A video referee decision found that Thomas Leuluai had desperately but illegally kicked the ball out during the attempted grounding, resulting in a penalty try to open the scoring. Maloney converted to take it to 6-0.

The home side hit back when Ngani Laumape outleapt Daniel Tupou to bat the ball down to a waiting Sam Tomkins, but tries to Roosters centres Michael Jennings and Shaun Kenny-Dowall handed the advantage back to the Roosters.

Leading 16-6 at the break Sydney were looking confident in every area, and confirmed it with a try on their opening set of the second period.

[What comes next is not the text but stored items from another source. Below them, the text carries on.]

mod decompose;
mod decsym;
mod overflow;
mod render;
mod spec;

pub use decompose::{decompose, Decomposed, Sign};
pub use decsym::{dec_sym_add, dec_sym_combine, dec_sym_strip};
pub use overflow::{check, precision_capacity};
pub use render::SexaFormatter;
pub use spec::{Flags, FormatSpec, Precision, Verb};
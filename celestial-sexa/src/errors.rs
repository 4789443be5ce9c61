//! Error types for sexagesimal formatting.
//!
//! This module provides a unified error type [`SexaError`] that covers the failure
//! modes of the formatter: malformed format specifiers, out-of-domain precision,
//! invalid sexagesimal components, and values that cannot be rendered as requested.
//!
//! # Error Categories
//!
//! | Variant | Use Case | Depends on value? |
//! |---------|----------|-------------------|
//! | [`InvalidSpec`](SexaError::InvalidSpec) | Malformed `%[flags][width][.precision]verb` text | No |
//! | [`InvalidPrecision`](SexaError::InvalidPrecision) | Precision outside {0..=15, 62, 64} | No |
//! | [`InvalidWidth`](SexaError::InvalidWidth) | First-segment width above 20 | No |
//! | [`InvalidComponent`](SexaError::InvalidComponent) | Degrees/minutes/seconds constructor input | Yes |
//! | [`Overflow`](SexaError::Overflow) | Non-finite value, precision or width too small | Yes |
//!
//! The first three are configuration errors and are detected before any numeric
//! work. Overflow errors are tied to one value and one request; nothing here is
//! fatal and none of it is worth retrying.
//!
//! # Usage
//!
//! ```
//! use celestial_sexa::{OverflowCause, SexaError};
//!
//! let err = SexaError::Overflow(OverflowCause::NonFinite);
//! assert!(err.is_overflow());
//! assert_eq!(err.to_string(), "value overflows format: value is NaN or infinite");
//! ```

use thiserror::Error;

/// Why a value could not be rendered under a given format.
#[derive(Debug, Clone, Copy, PartialEq, Eq, Hash)]
pub enum OverflowCause {
    /// Input is NaN or ±infinity.
    NonFinite,
    /// More fractional digits were requested than the magnitude can carry exactly.
    PrecisionExceedsCapacity,
    /// The first segment needs more digits than the explicit width allows.
    FirstSegmentExceedsWidth,
}

impl core::fmt::Display for OverflowCause {
    fn fmt(&self, f: &mut core::fmt::Formatter<'_>) -> core::fmt::Result {
        let msg = match self {
            Self::NonFinite => "value is NaN or infinite",
            Self::PrecisionExceedsCapacity => "precision exceeds capacity for magnitude",
            Self::FirstSegmentExceedsWidth => "first segment exceeds width",
        };
        f.write_str(msg)
    }
}

/// Unified error type for sexagesimal construction and formatting.
#[derive(Error, Debug, Clone, PartialEq)]
pub enum SexaError {
    /// Format specifier text does not follow `%[flags][width][.precision]verb`.
    #[error("Invalid format specifier {spec:?}: {message}")]
    InvalidSpec { spec: String, message: String },

    /// Precision is neither a digit count in [0, 15] nor one of the sentinels 62, 64.
    #[error("Invalid precision {0}: expected 0..=15, 62 or 64")]
    InvalidPrecision(i64),

    /// First-segment width beyond [`FormatSpec::MAX_WIDTH`](crate::FormatSpec::MAX_WIDTH).
    #[error("Invalid width {0}: expected at most 20 digits")]
    InvalidWidth(usize),

    /// A sexagesimal component passed to a constructor is out of range.
    #[error("Invalid {component}: {message}")]
    InvalidComponent {
        component: &'static str,
        message: String,
    },

    /// The value cannot be represented under the requested format.
    #[error("value overflows format: {0}")]
    Overflow(OverflowCause),
}

/// Convenience alias for `Result<T, SexaError>`.
pub type SexaResult<T> = Result<T, SexaError>;

impl SexaError {
    /// Creates an [`InvalidSpec`](Self::InvalidSpec) error.
    pub fn invalid_spec(spec: &str, reason: &str) -> Self {
        Self::InvalidSpec {
            spec: spec.to_string(),
            message: reason.to_string(),
        }
    }

    /// Creates an [`InvalidComponent`](Self::InvalidComponent) error.
    pub fn invalid_component(component: &'static str, reason: &str) -> Self {
        Self::InvalidComponent {
            component,
            message: reason.to_string(),
        }
    }

    /// Returns `true` for errors raised before the value was looked at.
    pub fn is_configuration(&self) -> bool {
        matches!(
            self,
            Self::InvalidSpec { .. } | Self::InvalidPrecision(_) | Self::InvalidWidth(_)
        )
    }

    /// Returns `true` if the value itself could not be represented.
    pub fn is_overflow(&self) -> bool {
        matches!(self, Self::Overflow(_))
    }

    /// The overflow cause, if this is an overflow.
    pub fn overflow_cause(&self) -> Option<OverflowCause> {
        match self {
            Self::Overflow(cause) => Some(*cause),
            _ => None,
        }
    }
}

impl From<OverflowCause> for SexaError {
    fn from(cause: OverflowCause) -> Self {
        Self::Overflow(cause)
    }
}

/// A failed render: the structured error plus the asterisk placeholder that
/// stands in for the text.
///
/// The placeholder is exactly as long, in characters, as a successful rendering
/// under the same format would have been.
#[derive(Error, Debug, Clone, PartialEq)]
#[error("{error} (rendered as {placeholder})")]
pub struct RenderError {
    #[source]
    pub error: SexaError,
    pub placeholder: String,
}

impl RenderError {
    pub fn new(error: SexaError, width: usize) -> Self {
        Self {
            error,
            placeholder: "*".repeat(width),
        }
    }

    /// Consumes the error, keeping only the placeholder text.
    pub fn into_placeholder(self) -> String {
        self.placeholder
    }
}
use super::{components_to_seconds, Angle, RightAscension, Sexagesimal};
use crate::constants::RAD_TO_TIME_SECONDS;
use crate::errors::SexaResult;
use crate::unit::UnitKind;

/// An hour angle in radians, printed as signed hours, minutes and seconds.
#[derive(Copy, Clone, Debug, Default, PartialEq, PartialOrd)]
pub struct HourAngle {
    rad: f64,
}

impl HourAngle {
    pub const ZERO: Self = Self { rad: 0.0 };

    #[inline]
    pub const fn from_radians(rad: f64) -> Self {
        Self { rad }
    }

    /// 1h = 15°.
    #[inline]
    pub fn from_hours(h: f64) -> Self {
        Self {
            rad: (h * 15.0).to_radians(),
        }
    }

    /// Creates an hour angle from hours, minutes and seconds of time.
    ///
    /// # Errors
    ///
    /// [`SexaError::InvalidComponent`](crate::SexaError::InvalidComponent) if
    /// `h` is negative or non-finite, or `m` or `s` is outside [0, 60).
    pub fn from_hms(negative: bool, h: f64, m: f64, s: f64) -> SexaResult<Self> {
        let seconds = components_to_seconds(negative, ("hours", h), m, s)?;
        Ok(Self::from_radians(seconds / RAD_TO_TIME_SECONDS))
    }

    #[inline]
    pub fn radians(self) -> f64 {
        self.rad
    }

    #[inline]
    pub fn hours(self) -> f64 {
        self.rad.to_degrees() / 15.0
    }
}

impl Sexagesimal for HourAngle {
    const KIND: UnitKind = UnitKind::HourAngle;

    #[inline]
    fn raw(&self) -> f64 {
        self.rad
    }
}

impl From<Angle> for HourAngle {
    fn from(a: Angle) -> Self {
        Self::from_radians(a.radians())
    }
}

impl From<RightAscension> for HourAngle {
    fn from(ra: RightAscension) -> Self {
        Self::from_radians(ra.radians())
    }
}
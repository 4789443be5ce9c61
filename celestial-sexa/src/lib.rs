//! Sexagesimal formatting for astronomical quantities.
//!
//! `celestial-sexa` turns angles, hour angles, right ascensions and times into
//! degree/hour, minute, second text under a printf-like format specifier, with
//! correct rounding carries and fixed-width overflow handling.
//!
//! # Modules
//!
//! | Module | Purpose |
//! |--------|---------|
//! | [`format`] | Specifier grammar, segment decomposition, overflow policy, formatter, decimal-symbol transforms |
//! | [`types`] | [`Angle`], [`HourAngle`], [`RightAscension`], [`Time`] value types |
//! | [`unit`] | [`UnitKind`] tags |
//! | [`symbols`] | [`SymbolSet`] symbol tables |
//! | [`errors`] | [`SexaError`], [`RenderError`] and [`SexaResult`] |
//! | [`constants`] | Conversion factors |
//!
//! # Format specifiers
//!
//! `%[flags][width][.precision]verb`, with verbs `s d c x v`, flags `+ ' ' # 0`,
//! width counting first-segment digits and precision 0–15 or the sentinels 62
//! (whole minutes) and 64 (whole degrees/hours). See [`format::FormatSpec`].
//!
//! ```
//! use celestial_sexa::{Angle, SexaFormatter, Sexagesimal, UnitKind};
//!
//! let dec = Angle::from_dms(true, 18.0, 53.0, 16.84).unwrap();
//! assert_eq!(format!("{dec:.2}"), "-18°53′16.84″");
//!
//! let fmt = SexaFormatter::default();
//! let text = fmt.render_str(dec.raw(), UnitKind::Angle, "%+03.1d").unwrap();
//! assert_eq!(text, "-018°53′16″.8");
//! ```
//!
//! # Failure
//!
//! Rendering never panics. A value that cannot be shown (NaN, too many
//! decimals for its magnitude, too many digits for the width) or a bad
//! specifier yields a [`RenderError`] carrying the cause and a run of `*` of
//! the same length as a successful rendering would have had. `Display` impls
//! write that placeholder.
//!
//! # Design Notes
//!
//! - **No global state**: symbol tables are a [`SymbolSet`] bound into a
//!   [`SexaFormatter`]; everything else is computed per call.
//! - **Round once**: values are rounded to the final granularity before being
//!   split, so carries from seconds into minutes and degrees are exact.

pub mod constants;
pub mod errors;
pub mod format;
pub mod math;
pub mod symbols;
pub mod types;
pub mod unit;

pub use errors::{OverflowCause, RenderError, SexaError, SexaResult};
pub use format::{FormatSpec, Precision, SexaFormatter, Verb};
pub use symbols::SymbolSet;
pub use types::{Angle, HourAngle, RightAscension, Sexagesimal, Time, VerbDisplay};
pub use unit::UnitKind;
//! Address values and their native forms.
//!
//! `IpAddress` is the tagged value the formatters work on:
//! - `Unspecified` — no family (`AF_UNSPEC`)
//! - `V4` — Internet Protocol version 4
//! - `V6` — Internet Protocol version 6
//! - `Invalid` — a family tag nothing here understands, kept so that
//!   garbage read from a raw `sockaddr` can still be reported

mod ipv4;
mod ipv6;
pub use self::ipv4::SocketAddrV4;
pub use self::ipv6::SocketAddrV6;

use crate::error::AddrError;

/// Address families an `IpAddress` can carry.
#[derive(Debug, Clone, Copy, PartialEq, Eq, Hash)]
pub enum Family {
	Unspecified,
	Ipv4,
	Ipv6,
}

impl Family {
	/// Returns the libc constant for this address family.
	#[inline]
	pub fn raw(self) -> libc::c_int {
		match self {
			Family::Unspecified => libc::AF_UNSPEC,
			Family::Ipv4 => libc::AF_INET,
			Family::Ipv6 => libc::AF_INET6,
		}
	}

	/// Maps a raw family tag back to a `Family`.
	pub fn from_raw(family: libc::sa_family_t) -> Result<Self, AddrError> {
		match family as libc::c_int {
			libc::AF_UNSPEC => Ok(Family::Unspecified),
			libc::AF_INET => Ok(Family::Ipv4),
			libc::AF_INET6 => Ok(Family::Ipv6),
			_ => Err(AddrError::UnknownFamily { family }),
		}
	}
}

/*
  ┌─────────────┬───────────┬───────────────┐
  │ Family      │ Constant  │ Value (Linux) │
  ├─────────────┼───────────┼───────────────┤
  │ Unspecified │ AF_UNSPEC │ 0             │
  ├─────────────┼───────────┼───────────────┤
  │ Ipv4        │ AF_INET   │ 2             │
  ├─────────────┼───────────┼───────────────┤
  │ Ipv6        │ AF_INET6  │ 10            │
  └─────────────┴───────────┴───────────────┘
*/

/// An IP address (with port), or the lack of one.
#[derive(Debug, Clone, Copy, PartialEq, Eq, Hash, Default)]
pub enum IpAddress {
	#[default]
	Unspecified,
	V4(SocketAddrV4),
	V6(SocketAddrV6),
	/// Family tag outside AF_UNSPEC/AF_INET/AF_INET6.
	Invalid(libc::sa_family_t),
}

impl IpAddress {
	/// The address with no family.
	pub const fn unspecified() -> Self {
		IpAddress::Unspecified
	}

	/// Returns the raw family tag, whatever it is.
	pub fn raw_family(&self) -> libc::sa_family_t {
		match self {
			IpAddress::Unspecified => libc::AF_UNSPEC as libc::sa_family_t,
			IpAddress::V4(_) => libc::AF_INET as libc::sa_family_t,
			IpAddress::V6(_) => libc::AF_INET6 as libc::sa_family_t,
			IpAddress::Invalid(family) => *family,
		}
	}

	/// Returns the family, or `UnknownFamily` for a corrupt tag.
	///
	/// `Invalid` is always an error, even when its tag happens to name a
	/// known family: it carries no address bytes.
	pub fn family(&self) -> Result<Family, AddrError> {
		match self {
			IpAddress::Unspecified => Ok(Family::Unspecified),
			IpAddress::V4(_) => Ok(Family::Ipv4),
			IpAddress::V6(_) => Ok(Family::Ipv6),
			IpAddress::Invalid(family) => Err(AddrError::UnknownFamily { family: *family }),
		}
	}

	/// Returns the port field as stored, in network byte order.
	///
	/// Unspecified and unknown families have no port; callers should treat
	/// `NotAddressable` as "no port" rather than a failure.
	pub fn port_network_order(&self) -> Result<u16, AddrError> {
		match self {
			IpAddress::V4(v4) => Ok(v4.nport()),
			IpAddress::V6(v6) => Ok(v6.nport()),
			IpAddress::Unspecified | IpAddress::Invalid(_) => {
				Err(AddrError::NotAddressable { family: self.raw_family() })
			}
		}
	}

	/// Returns the port in host byte order.
	pub fn port_host_order(&self) -> Result<u16, AddrError> {
		self.port_network_order().map(u16::from_be)
	}

	/// Returns a copy with the port set from a network byte order value.
	///
	/// An address without a port comes back unchanged. That is logged, not
	/// asserted: the address may have come straight from untrusted input.
	pub fn with_port_network_order(self, nport: u16) -> Self {
		match self {
			IpAddress::V4(v4) => IpAddress::V4(v4.with_nport(nport)),
			IpAddress::V6(v6) => IpAddress::V6(v6.with_nport(nport)),
			IpAddress::Unspecified | IpAddress::Invalid(_) => {
				log::warn!(
					"will not set port {} on address without one (family {})",
					u16::from_be(nport),
					self.raw_family()
				);
				self
			}
		}
	}

	/// Returns a copy with the port set from a host byte order value.
	pub fn with_port_host_order(self, port: u16) -> Self {
		self.with_port_network_order(port.to_be())
	}

	/// Borrows the address bytes: 4 for IPv4, 16 for IPv6, none otherwise.
	pub fn raw_bytes(&self) -> &[u8] {
		match self {
			IpAddress::V4(v4) => v4.octets(),
			IpAddress::V6(v6) => v6.octets(),
			IpAddress::Unspecified | IpAddress::Invalid(_) => &[],
		}
	}

	/// Size of the native sockaddr for this family; 0 when there is none.
	pub fn native_length(&self) -> usize {
		match self {
			IpAddress::V4(_) => std::mem::size_of::<libc::sockaddr_in>(),
			IpAddress::V6(_) => std::mem::size_of::<libc::sockaddr_in6>(),
			IpAddress::Unspecified | IpAddress::Invalid(_) => 0,
		}
	}

	/// Builds the native sockaddr for this address.
	///
	/// Returns `None` when the family has no native form.
	pub fn socket_view(&self) -> Option<SockAddr> {
		match self {
			IpAddress::V4(v4) => Some(SockAddr::V4(v4.to_raw())),
			IpAddress::V6(v6) => Some(SockAddr::V6(v6.to_raw())),
			IpAddress::Unspecified | IpAddress::Invalid(_) => None,
		}
	}
}

impl From<SocketAddrV4> for IpAddress {
	fn from(addr: SocketAddrV4) -> Self {
		IpAddress::V4(addr)
	}
}

impl From<SocketAddrV6> for IpAddress {
	fn from(addr: SocketAddrV6) -> Self {
		IpAddress::V6(addr)
	}
}

/// Native sockaddr for an `IpAddress`, ready to hand to socket calls.
#[derive(Clone, Copy)]
pub enum SockAddr {
	V4(libc::sockaddr_in),
	V6(libc::sockaddr_in6),
}

impl SockAddr {
	/// Pointer to the generic sockaddr header. Valid while `self` is.
	pub fn as_ptr(&self) -> *const libc::sockaddr {
		match self {
			SockAddr::V4(raw) => raw as *const _ as *const libc::sockaddr,
			SockAddr::V6(raw) => raw as *const _ as *const libc::sockaddr,
		}
	}

	/// Size of the native struct, as the `len` argument of socket calls.
	pub fn socklen(&self) -> libc::socklen_t {
		let len = match self {
			SockAddr::V4(_) => std::mem::size_of::<libc::sockaddr_in>(),
			SockAddr::V6(_) => std::mem::size_of::<libc::sockaddr_in6>(),
		};
		len as libc::socklen_t
	}

	/// Family tag stored in the native struct.
	pub fn family(&self) -> libc::sa_family_t {
		match self {
			SockAddr::V4(raw) => raw.sin_family,
			SockAddr::V6(raw) => raw.sin6_family,
		}
	}

	fn call<F, R>(&self, f: F) -> R
	where
		F: FnOnce(*const libc::sockaddr, libc::socklen_t) -> R,
	{
		f(self.as_ptr(), self.socklen())
	}
}

/// Trait for address types that can be converted to raw sockaddr for syscalls.
pub trait ToSockAddr {
	/// Calls the provided closure with a pointer to the raw sockaddr and its size.
	/// Returns None if the address has no native form.
	fn with_raw<F, R>(&self, f: F) -> Option<R>
	where
		F: FnOnce(*const libc::sockaddr, libc::socklen_t) -> R;
}

/*
The closure keeps the sockaddr on this stack frame for exactly as long as
the callee needs the pointer:

    addr.with_raw(|ptr, len| unsafe { libc::connect(fd, ptr, len) })
*/

impl ToSockAddr for SocketAddrV4 {
	fn with_raw<F, R>(&self, f: F) -> Option<R>
	where
		F: FnOnce(*const libc::sockaddr, libc::socklen_t) -> R,
	{
		Some(SockAddr::V4(self.to_raw()).call(f))
	}
}

impl ToSockAddr for SocketAddrV6 {
	fn with_raw<F, R>(&self, f: F) -> Option<R>
	where
		F: FnOnce(*const libc::sockaddr, libc::socklen_t) -> R,
	{
		Some(SockAddr::V6(self.to_raw()).call(f))
	}
}

impl ToSockAddr for IpAddress {
	fn with_raw<F, R>(&self, f: F) -> Option<R>
	where
		F: FnOnce(*const libc::sockaddr, libc::socklen_t) -> R,
	{
		match self {
			IpAddress::V4(v4) => v4.with_raw(f),
			IpAddress::V6(v6) => v6.with_raw(f),
			IpAddress::Unspecified | IpAddress::Invalid(_) => None,
		}
	}
}

/// Trait for address types that can be created from raw sockaddr.
pub trait FromSockAddr: Sized {
	/// Creates address from raw sockaddr storage.
	///
	/// # Safety
	/// `addr` must point to at least `len` readable bytes.
	unsafe fn from_sockaddr(addr: *const libc::sockaddr, len: libc::socklen_t) -> Option<Self>;
}

impl FromSockAddr for SocketAddrV4 {
	unsafe fn from_sockaddr(addr: *const libc::sockaddr, len: libc::socklen_t) -> Option<Self> {
		if len < std::mem::size_of::<libc::sockaddr_in>() as libc::socklen_t {
			return None;
		}
		let raw = unsafe { std::ptr::read_unaligned(addr as *const libc::sockaddr_in) };
		if raw.sin_family != libc::AF_INET as libc::sa_family_t {
			return None;
		}
		Some(Self::from_raw(&raw))
	}
}

impl FromSockAddr for SocketAddrV6 {
	unsafe fn from_sockaddr(addr: *const libc::sockaddr, len: libc::socklen_t) -> Option<Self> {
		if len < std::mem::size_of::<libc::sockaddr_in6>() as libc::socklen_t {
			return None;
		}
		let raw = unsafe { std::ptr::read_unaligned(addr as *const libc::sockaddr_in6) };
		if raw.sin6_family != libc::AF_INET6 as libc::sa_family_t {
			return None;
		}
		Some(Self::from_raw(&raw))
	}
}

impl FromSockAddr for IpAddress {
	/// Unknown families are kept as `Invalid` rather than rejected; only a
	/// buffer too short for its own family yields `None`.
	unsafe fn from_sockaddr(addr: *const libc::sockaddr, len: libc::socklen_t) -> Option<Self> {
		if len < std::mem::size_of::<libc::sa_family_t>() as libc::socklen_t {
			return None;
		}
		let family = unsafe {
			std::ptr::read_unaligned(std::ptr::addr_of!((*addr).sa_family))
		};
		match Family::from_raw(family) {
			Ok(Family::Unspecified) => Some(IpAddress::Unspecified),
			Ok(Family::Ipv4) => unsafe { SocketAddrV4::from_sockaddr(addr, len) }.map(IpAddress::V4),
			Ok(Family::Ipv6) => unsafe { SocketAddrV6::from_sockaddr(addr, len) }.map(IpAddress::V6),
			Err(_) => Some(IpAddress::Invalid(family)),
		}
	}
}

After Maloney swooped through the heart of the New Zealand defence he drew Tomkins and found Anthony Minichiello, who scored his side’s fourth try of the afternoon.

The Warriors middle defence, which only a few weeks ago was arguably the strongest feature of their play, turned into a turnstile from the 50th minute onwards, as Auckland-raised props Sam Moa and Issac Liu strolled through for tries.

Lock Sebastian Ikahihifo spent 10 minutes in the bin for a flop tackle so late the ball runner was virtually getting up to play the ball by the time Ikahihifo barrelled into him, while his mates left on the field compounded the issue with a spate of errors and missed tackles.

A try to Laumape with four minutes to go was about the only blemish on the Roosters' record in the second period, but they finished on a high with Jennings collecting his second off the back of some razzle-dazzle footy.

The Roosters host the Storm next week and head into the final two rounds with the minor premiership still in sight, and a top four berth all but confirmed.

While the equation is simple for the Warriors now: they must win next week at home against the Titans and then take down the Panthers away if they are to play post-season footy in 2014. 

Roosters 46 (Jennings 2, Kenny-Dowall, Minichiello, Moa, Liu, Cordner tries; Guerra penalty try; Maloney 7 goals) defeated Warriors 12 (Tomkins, Laumape tries; Johnson 2 goals) at Mount Smart Stadium. Crowd: 19,676.